Carving is progressing! Somewhat slowly though, since the lines are so fine.
So awhile back, I ordered some cherry “thin lumber” from Ocooch hardwoods to experiment with making laminated blocks for carving. I got three pieces of 6″ x 24″, quarter inch thick Black Cherry. The pieces I got are nice looking, no or miniscule imperfections, and flat-sawn. Not wanting to commit to a big print right away, I chopped one of the boards into six approximately 4-inch wide pieces, and grabbed some baltic birch ply from the garage to use as a base. When I glued them up, this is what resulted (on one side; the back side looks similar):
Then I commenced to designin’. Dang, 3.8 x 5.9 is pretty small, and when I take away registration marks and a margin from two of the sides, it gets even smaller. So I thought maybe I could paste on some extra wood to hold the registration cuts. But then it was unsupported, and so that it wouldn’t break off, I pasted on some supporting pieces of basswood under those. Here is the result:
Everything is glued with Titebond III, waterproof and outdoor-rated — except the layers of the plywood. So I can’t submerse the whole thing. But hopefully, the kento extensions will remain stable throughout carving and printing.
Yesterday I finished the key block design but wasn’t ready to move forward until the blocks were ready. I got all the Frankenblocks and all their prosthetics glued today, and did the key block transfer:
… and started carving:
I think I mentioned this already, but this is American black cherry. It seems to me to be harder than the Japanese mountain cherry I was able to use for the heron project. However, it is kind of fibrous. It will be interesting to see whether the fine lines I am trying to execute in this design will turn out ok. So far, at least, it seems better than shina in that I don’t have to be so paranoid about knocking off the top of a line.
Fireflies and cherryUncategorized
Yesterday I started printing the next run of the fireflies. I’m doing 20 total, 6 on shin torinoko more or less as practice prints, and 14 on the nice paper made by Iwano san for Mokuhankan. I really wish there was more of the latter; I feel like I’ve barely warmed up and I’m done, time to move on to the next impression.
Still, it takes me about 2 hours to do 20 at this stage, and my arm is sore today. The first block is solid yellow, and it is a pretty big expanse to cover with solid, even pressure. I think they are looking pretty smooth, if I do say so myself:
No time this evening after scheduled activities for more printing. Instead, I have cherry woodblock news.
My first relief printing used materials other than cherry.
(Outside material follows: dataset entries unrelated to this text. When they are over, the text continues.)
//! Fixed-limit betting rules: table limits, bet sizing and the legal action set.

use serde::{Deserialize, Serialize};

use crate::errors::GameError;
use crate::game::{BettingRound, Street};
use crate::player::{Action, Seat};

/// One opening bet plus three raises per street.
pub const DEFAULT_RAISE_LIMIT: u8 = 3;

/// Table limits shared by every hand played at one table.
#[derive(Debug, Clone, Copy, PartialEq, Eq, Serialize, Deserialize)]
pub struct TableConfig {
    /// Chips split between the two seats when stacks are (re)distributed.
    pub total_stack: u32,
    pub big_blind: u32,
    /// Smallest stack either seat may receive from a randomized split.
    pub min_stack: u32,
    pub raise_limit: u8,
}

impl Default for TableConfig {
    fn default() -> Self {
        Self {
            total_stack: 400,
            big_blind: 2,
            min_stack: 10,
            raise_limit: DEFAULT_RAISE_LIMIT,
        }
    }
}

impl TableConfig {
    pub fn small_blind(&self) -> u32 {
        self.big_blind / 2
    }

    pub fn small_bet(&self) -> u32 {
        self.big_blind
    }

    pub fn big_bet(&self) -> u32 {
        2 * self.big_blind
    }

    /// Raise increment for a street: the small bet up to and including the
    /// flop, the big bet on turn and river.
    pub fn bet_size(&self, street: Street) -> u32 {
        match street {
            Street::Preflop | Street::Flop => self.small_bet(),
            Street::Turn | Street::River => self.big_bet(),
        }
    }

    pub fn validate(&self) -> Result<(), GameError> {
        if self.big_blind < 2 {
            return Err(GameError::InvalidConfiguration(
                "big_blind must be >= 2 so the small blind is positive".into(),
            ));
        }
        if self.min_stack == 0 {
            return Err(GameError::InvalidConfiguration(
                "min_stack must be > 0".into(),
            ));
        }
        if self.total_stack < 2 * self.min_stack {
            return Err(GameError::InvalidConfiguration(format!(
                "total_stack {} cannot give both seats min_stack {}",
                self.total_stack, self.min_stack
            )));
        }
        Ok(())
    }
}

/// How stacks are assigned when a hand starts.
#[derive(Debug, Clone, Copy, PartialEq, Eq, Serialize, Deserialize)]
#[serde(rename_all = "kebab-case")]
pub enum StackMode {
    /// Uniform split of `total_stack`, each seat at least `min_stack`.
    Randomized,
    /// `total_stack / 2` each.
    Even,
    /// Keep the stacks left by the previous hand.
    CarryOver,
    /// Explicit stacks for seat 0 and seat 1.
    Fixed([u32; 2]),
}

/// Chips `actor` must add to match everything the opponent has committed.
///
/// This is measured against the opponent's actual commitment rather than the
/// table bet, so a short all-in raise that did not move the table bet can
/// still be called.
pub fn amount_to_call(actor: &Seat, opponent: &Seat, round: &BettingRound) -> u32 {
    round
        .current_bet()
        .max(opponent.current_bet())
        .saturating_sub(actor.current_bet())
}

/// The legal set for `actor`, in the fixed order fold, check|call, raise.
pub fn legal_actions(
    actor: &Seat,
    opponent: &Seat,
    round: &BettingRound,
    raise_limit: u8,
) -> Vec<Action> {
    let to_call = amount_to_call(actor, opponent, round);
    let mut actions = vec![Action::Fold];
    if to_call > 0 {
        actions.push(Action::Call);
    } else {
        actions.push(Action::Check);
    }
    let short_all_in_opponent =
        opponent.is_all_in() && opponent.current_bet() < round.current_bet();
    if round.raises() < raise_limit
        && !round.is_capped()
        && !short_all_in_opponent
        && actor.stack() > to_call
    {
        actions.push(Action::Raise);
    }
    actions
}

/// Rejects an action outside the legal set without coercing it.
pub fn validate_action(seat: usize, legal: &[Action], action: Action) -> Result<Action, GameError> {
    if legal.contains(&action) {
        Ok(action)
    } else {
        Err(GameError::IllegalAction {
            seat,
            action,
            legal: legal.to_vec(),
        })
    }
}

#[cfg(test)]
mod tests {
    use super::*;

    fn seat_with_bet(stack: u32, bet: u32) -> Seat {
        let mut s = Seat::new(stack);
        s.commit(bet);
        s
    }

    #[test]
    fn blind_structure_derives_from_big_blind() {
        let cfg = TableConfig {
            big_blind: 10,
            ..TableConfig::default()
        };
        assert_eq!(cfg.small_blind(), 5);
        assert_eq!(cfg.bet_size(Street::Flop), 10);
        assert_eq!(cfg.bet_size(Street::Turn), 20);
    }

    #[test]
    fn rejects_non_positive_small_blind() {
        let cfg = TableConfig {
            big_blind: 1,
            ..TableConfig::default()
        };
        assert!(matches!(
            cfg.validate(),
            Err(GameError::InvalidConfiguration(_))
        ));
    }

    #[test]
    fn facing_bet_offers_call_not_check() {
        let sb = seat_with_bet(100, 1);
        let bb = seat_with_bet(100, 2);
        let round = BettingRound::new(2, 1);
        assert_eq!(
            legal_actions(&sb, &bb, &round, 3),
            vec![Action::Fold, Action::Call, Action::Raise]
        );
        assert_eq!(
            legal_actions(&bb, &sb, &round, 3),
            vec![Action::Fold, Action::Check, Action::Raise]
        );
    }

    #[test]
    fn no_raise_once_limit_reached() {
        let a = seat_with_bet(100, 2);
        let b = seat_with_bet(100, 2);
        let mut round = BettingRound::new(2, 1);
        for i in 0..3 {
            round.complete_raise(i % 2, 2);
        }
        assert!(!legal_actions(&a, &b, &round, 3).contains(&Action::Raise));
    }

    #[test]
    fn no_raise_without_chips_beyond_call() {
        let actor = seat_with_bet(3, 1);
        let opp = seat_with_bet(100, 4);
        let round = BettingRound::new(4, 1);
        assert_eq!(
            legal_actions(&actor, &opp, &round, 3),
            vec![Action::Fold, Action::Call]
        );
    }

    #[test]
    fn short_all_in_caller_cannot_be_reraised() {
        let opp = seat_with_bet(3, 3);
        let actor = seat_with_bet(100, 4);
        let round = BettingRound::new(4, 1);
        assert!(!legal_actions(&actor, &opp, &round, 3).contains(&Action::Raise));
    }

    #[test]
    fn short_all_in_raise_is_callable() {
        let shover = seat_with_bet(3, 3);
        let actor = seat_with_bet(100, 2);
        let mut round = BettingRound::new(2, 1);
        round.incomplete_raise(0);
        assert_eq!(amount_to_call(&actor, &shover, &round), 1);
        assert_eq!(
            legal_actions(&actor, &shover, &round, 3),
            vec![Action::Fold, Action::Call]
        );
    }

    #[test]
    fn validate_rejects_outside_set() {
        let legal = [Action::Fold, Action::Check];
        let err = validate_action(1, &legal, Action::Call).unwrap_err();
        assert!(matches!(err, GameError::IllegalAction { seat: 1, .. }));
    }
}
Linoleum, some random plywood, even lacquered particle board. The early water-based pigment prints used shina plywood. It carves easily, but is kind of spongy and is hard to carve fine detail into. Or, you can carve it, but it might well slough off and make you sad. Also, I hear from people who make more than a few tens of prints, shina wears out.
Japanese mountain cherry is one of the few preferred woods for carving wood blocks in the Japanese printmaking tradition. I got a chance to use it for the heron print. It’s hard, but not difficult to carve. It’s easy to do what you intend, carving cherry. Bad things seem to happen less often. Plus, it is very durable, and tens of thousands of impressions can be made with a block carved into cherry. So, I have been looking for ways to get more of this good wood, or wood like it, to carve blocks with.
This weekend, when I dropped off some kitchen knives to @irontoadamant (https://www.irontoadamant.com) for sharpening, I also got a double sided cherry faced woodblock. He doesn’t have a lot of these available yet, but is working on making them more widely available. It’s a very pretty piece of wood –
Both faces are hand-planed (with tricksy Japanese planes!) and quite smooth and flat. My fingers can’t feel any changes over the small places where there is some discoloration. The top layer is good thick cherry, more or less rift-sawn but shallowly, and if I were to guess the center is nice flat baltic birch. It’s pretty big – 7.25 x 8.5 “.
Attempting to be able to take matters into my own hands last week, I had ordered some cherry thin lumber from Ocooch Hardwoods. It arrived today. I gave them some special instructions: The harder, the better, and flat-sawn is best (I heard from Dave Bull at Mokuhankan that flat-sawn wood is better for woodblocks). Here’s todays’ shipment guarded by the shop supervisor.
Each is 6″ x 24″ and 1/4″ thick, pretty much on the nose. Looks fairly flat-sawn to me. No warping or cupping. Any hardness assessment will have to wait until I formulate a plan, laminate some blocks to the planned dimensions, and commence carving! Who knows when such a plan will form.